Claro que Carolina Sanín es una feminista trasnochada porque para ser feminista hay que leer, prepararse, cuestionar y enfrentarse. Y no sé si el hombre que intentó callarla en la Feria del libro lo sepa, pero el tiempo no es infinito, hay que trasnocharse.

Alguna vez oí a una niña de cuatro años gritarle a otra “¡mandarina!”. La víctima de tan grave insulto se dio la vuelta y salió corriendo sin poder contener las lágrimas de ira. Yo me reí.

Aunque como adulta debería haber tratado de intervenir, consideré sano que ella aprendiera a lidiar con la rabia y confiaba en que llegaría a su casa, se comería una mandarina y probablemente se daría cuenta de que no había razón para estar ofendida.

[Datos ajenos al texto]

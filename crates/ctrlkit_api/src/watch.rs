//! List/watch boundary between the controller runtime and a control plane.

use crate::error::{ApiError, ApiResult};
use crate::meta::Resource;
use serde::{Deserialize, Serialize};
use std::time::Duration;

/// A change reported by a watch stream.
#[derive(Debug, Clone, PartialEq, Eq, Serialize, Deserialize)]
#[serde(tag = "type", content = "object")]
pub enum WatchEvent<K> {
    /// The object was created.
    Added(K),
    /// The object was changed.
    Modified(K),
    /// The object was removed. Carries the last state seen by the server.
    Deleted(K),
}

impl<K> WatchEvent<K> {
    /// Returns the object carried by the event.
    pub fn object(&self) -> &K {
        match self {
            WatchEvent::Added(obj) | WatchEvent::Modified(obj) | WatchEvent::Deleted(obj) => obj,
        }
    }

    /// Consumes the event, returning its object.
    pub fn into_object(self) -> K {
        match self {
            WatchEvent::Added(obj) | WatchEvent::Modified(obj) | WatchEvent::Deleted(obj) => obj,
        }
    }

    /// Short label for logs.
    pub fn label(&self) -> &'static str {
        match self {
            WatchEvent::Added(_) => "added",
            WatchEvent::Modified(_) => "modified",
            WatchEvent::Deleted(_) => "deleted",
        }
    }
}

/// Result of a full list.
#[derive(Debug, Clone, PartialEq, Eq, Serialize, Deserialize)]
#[serde(rename_all = "camelCase")]
pub struct ObjectList<K> {
    /// Every object at the time of the list.
    pub items: Vec<K>,
    /// Resource version to resume watching from.
    pub resource_version: u64,
}

impl<K> ObjectList<K> {
    /// Creates a list result.
    pub fn new(items: Vec<K>, resource_version: u64) -> Self {
        Self {
            items,
            resource_version,
        }
    }
}

/// Outcome of polling a watch stream once.
#[derive(Debug)]
pub enum WatchPoll<K> {
    /// The next event, in server order.
    Event(WatchEvent<K>),
    /// A frame arrived but could not be decoded. The stream remains usable.
    Malformed(ApiError),
    /// Nothing arrived before the timeout.
    Idle,
    /// The stream has ended. `Some` carries the reason when it was not a
    /// clean server-side timeout.
    Closed(Option<ApiError>),
}

/// A finite but resumable sequence of watch events.
pub trait WatchStream<K>: Send {
    /// Waits up to `timeout` for the next event.
    fn poll_next(&mut self, timeout: Duration) -> WatchPoll<K>;
}

/// Client side of the control plane.
///
/// Implementations must be safe to call from the informer thread while
/// other threads hold references to them.
pub trait ListWatch<K: Resource>: Send + Sync {
    /// Lists every object together with the version to watch from.
    fn list(&self) -> ApiResult<ObjectList<K>>;

    /// Opens a watch delivering events newer than `resource_version`.
    fn watch(&self, resource_version: u64) -> ApiResult<Box<dyn WatchStream<K>>>;
}
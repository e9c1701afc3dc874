//! The rate-limited queue used by controllers.

use crate::config::RateLimiterConfig;
use crate::error::RuntimeResult;
use crate::queue::delaying::DelayingQueue;
use crate::queue::metrics::QueueMetrics;
use crate::queue::rate_limit::{self, RateLimiter};
use std::hash::Hash;
use std::time::Duration;
use tracing::trace;

/// A [`DelayingQueue`] whose retry delays come from a [`RateLimiter`].
///
/// # Example
///
/// ```
/// use ctrlkit_runtime::{RateLimiterConfig, RateLimitingQueue};
/// use std::time::Duration;
///
/// let queue = RateLimitingQueue::with_config(
///     "example",
///     &RateLimiterConfig::exponential(Duration::from_millis(1), Duration::from_millis(10)),
/// )
/// .unwrap();
///
/// queue.add("ns/a".to_string());
/// let key = queue.get().unwrap();
/// queue.done(&key);
/// queue.add_rate_limited(key.clone()); // back in ~1ms
/// assert_eq!(queue.num_requeues(&key), 1);
/// queue.forget(&key);
/// assert_eq!(queue.num_requeues(&key), 0);
/// ```
pub struct RateLimitingQueue<T> {
    queue: DelayingQueue<T>,
    limiter: Box<dyn RateLimiter<T>>,
}

impl<T> RateLimitingQueue<T>
where
    T: Clone + Eq + Hash + Send + 'static,
{
    /// Creates a queue using `limiter`.
    pub fn new(name: impl Into<String>, limiter: Box<dyn RateLimiter<T>>) -> RuntimeResult<Self> {
        Ok(Self {
            queue: DelayingQueue::new(name)?,
            limiter,
        })
    }

    /// Creates a queue with the limiter described by `config`.
    ///
    /// Fails with [`RuntimeError::InvalidConfig`](crate::RuntimeError::InvalidConfig)
    /// if `config` does not validate.
    pub fn with_config(name: impl Into<String>, config: &RateLimiterConfig) -> RuntimeResult<Self> {
        config.validate()?;
        Self::new(name, rate_limit::from_config(config))
    }

    /// Returns the queue name.
    pub fn name(&self) -> &str {
        self.queue.name()
    }

    /// Adds `item` once the limiter allows it.
    pub fn add_rate_limited(&self, item: T) {
        if self.queue.is_shutting_down() {
            return;
        }
        let delay = self.limiter.when(&item);
        self.queue.record_retry();
        trace!(queue = %self.name(), ?delay, "rate limited add");
        self.queue.add_after(item, delay);
    }

    /// Clears the failure history of `item`. Queue membership is untouched.
    pub fn forget(&self, item: &T) {
        self.limiter.forget(item);
    }

    /// Returns the number of rate-limited adds of `item` since it was
    /// last forgotten.
    pub fn num_requeues(&self, item: &T) -> u32 {
        self.limiter.num_requeues(item)
    }

    /// See [`DelayingQueue::add_after`].
    pub fn add_after(&self, item: T, delay: Duration) {
        self.queue.add_after(item, delay);
    }

    /// See [`WorkQueue::add`](crate::WorkQueue::add).
    pub fn add(&self, item: T) {
        self.queue.add(item);
    }

    /// See [`WorkQueue::get`](crate::WorkQueue::get).
    pub fn get(&self) -> Option<T> {
        self.queue.get()
    }

    /// See [`WorkQueue::done`](crate::WorkQueue::done).
    pub fn done(&self, item: &T) {
        self.queue.done(item);
    }

    /// Number of items ready for a worker.
    pub fn len(&self) -> usize {
        self.queue.len()
    }

    /// Returns true if no item is ready for a worker.
    pub fn is_empty(&self) -> bool {
        self.queue.is_empty()
    }

    /// Number of items waiting out a delay.
    pub fn waiting_len(&self) -> usize {
        self.queue.waiting_len()
    }

    /// Returns true if `item` is held by a worker.
    pub fn is_processing(&self, item: &T) -> bool {
        self.queue.is_processing(item)
    }

    /// See [`DelayingQueue::shut_down`].
    pub fn shut_down(&self) {
        self.queue.shut_down();
    }

    /// See [`DelayingQueue::shut_down_with_drain`].
    pub fn shut_down_with_drain(&self) {
        self.queue.shut_down_with_drain();
    }

    /// Returns true once the queue has been shut down.
    pub fn is_shutting_down(&self) -> bool {
        self.queue.is_shutting_down()
    }

    /// Returns a snapshot of the queue counters.
    pub fn metrics(&self) -> QueueMetrics {
        self.queue.metrics()
    }
}

#[cfg(test)]
mod tests {
    use super::*;
    use crate::config::BucketConfig;
    use std::time::Instant;

    fn queue(base_ms: u64, max_ms: u64) -> RateLimitingQueue<String> {
        RateLimitingQueue::with_config(
            "test",
            &RateLimiterConfig::exponential(
                Duration::from_millis(base_ms),
                Duration::from_millis(max_ms),
            ),
        )
        .unwrap()
    }

    #[test]
    fn invalid_config_is_rejected() {
        let config = RateLimiterConfig::default().with_bucket(BucketConfig {
            qps: f64::NAN,
            burst: 10,
        });
        assert!(matches!(
            RateLimitingQueue::<String>::with_config("test", &config),
            Err(crate::RuntimeError::InvalidConfig(_))
        ));
    }

    #[test]
    fn rate_limited_item_is_delayed() {
        let queue = queue(40, 1000);
        let start = Instant::now();
        queue.add_rate_limited("ns/a".into());
        assert!(queue.is_empty());
        assert_eq!(queue.get().as_deref(), Some("ns/a"));
        assert!(start.elapsed() >= Duration::from_millis(40));
        assert_eq!(queue.metrics().retries, 1);
    }

    #[test]
    fn forget_does_not_touch_membership() {
        let queue = queue(5, 100);
        queue.add("ns/a".into());
        queue.forget(&"ns/a".to_string());
        assert_eq!(queue.len(), 1);
    }

    #[test]
    fn forget_resets_backoff() {
        let queue = queue(30, 10_000);
        let key = "ns/a".to_string();
        for _ in 0..4 {
            queue.add_rate_limited(key.clone());
            let got = queue.get().unwrap();
            queue.done(&got);
        }
        assert_eq!(queue.num_requeues(&key), 4);

        queue.forget(&key);
        let start = Instant::now();
        queue.add_rate_limited(key.clone());
        queue.get().unwrap();
        let elapsed = start.elapsed();
        assert!(elapsed >= Duration::from_millis(30));
        assert!(elapsed < Duration::from_millis(200), "{elapsed:?}");
    }

    #[test]
    fn rate_limited_add_after_shutdown_is_ignored() {
        let queue = queue(5, 100);
        queue.shut_down();
        queue.add_rate_limited("ns/a".into());
        assert_eq!(queue.num_requeues(&"ns/a".to_string()), 0);
        assert_eq!(queue.waiting_len(), 0);
    }
}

Hace algunos meses una amiga colombiana me contó lo indignada que estaba porque en su universidad, en el exterior, le preguntaron cómo era vivir con indígenas y mi amiga, ni corta ni perezosa me dijo “¡Qué tal, piensan que uno vive ahí con ellos!”.

Lejos de generar empatía con la indignación de mi interlocutora, me enfurecí y traté de explicarle lo aterrador de que eso no sea así. Y, vale, se me fue la mano hablando de cómo su familia y la mía deben su privilegio al silenciamiento del delito de uno que otro antepasado nuestro (cosa de la que no me siento orgullosa).

La reacción de mi interlocutora fue inmediata “comunista, atea”. Y “No quiero seguir esta conversación”. Yo supe que me estaba insultando con la segunda frase, pero la primera parte no me ofendió porque no entendí.

Claro que Carolina Sanín está trasnochada. No sé si el honorable hombre del público lo sepa, pero el tiempo no es infinito.

Quizá sí soy comunista, y atea, y literata, pero no me siento culpable por nada de eso. Me ha costado horas de estudio, conversaciones infinitas, más de una lectura de la Biblia y más de una discusión que no ha terminado bien.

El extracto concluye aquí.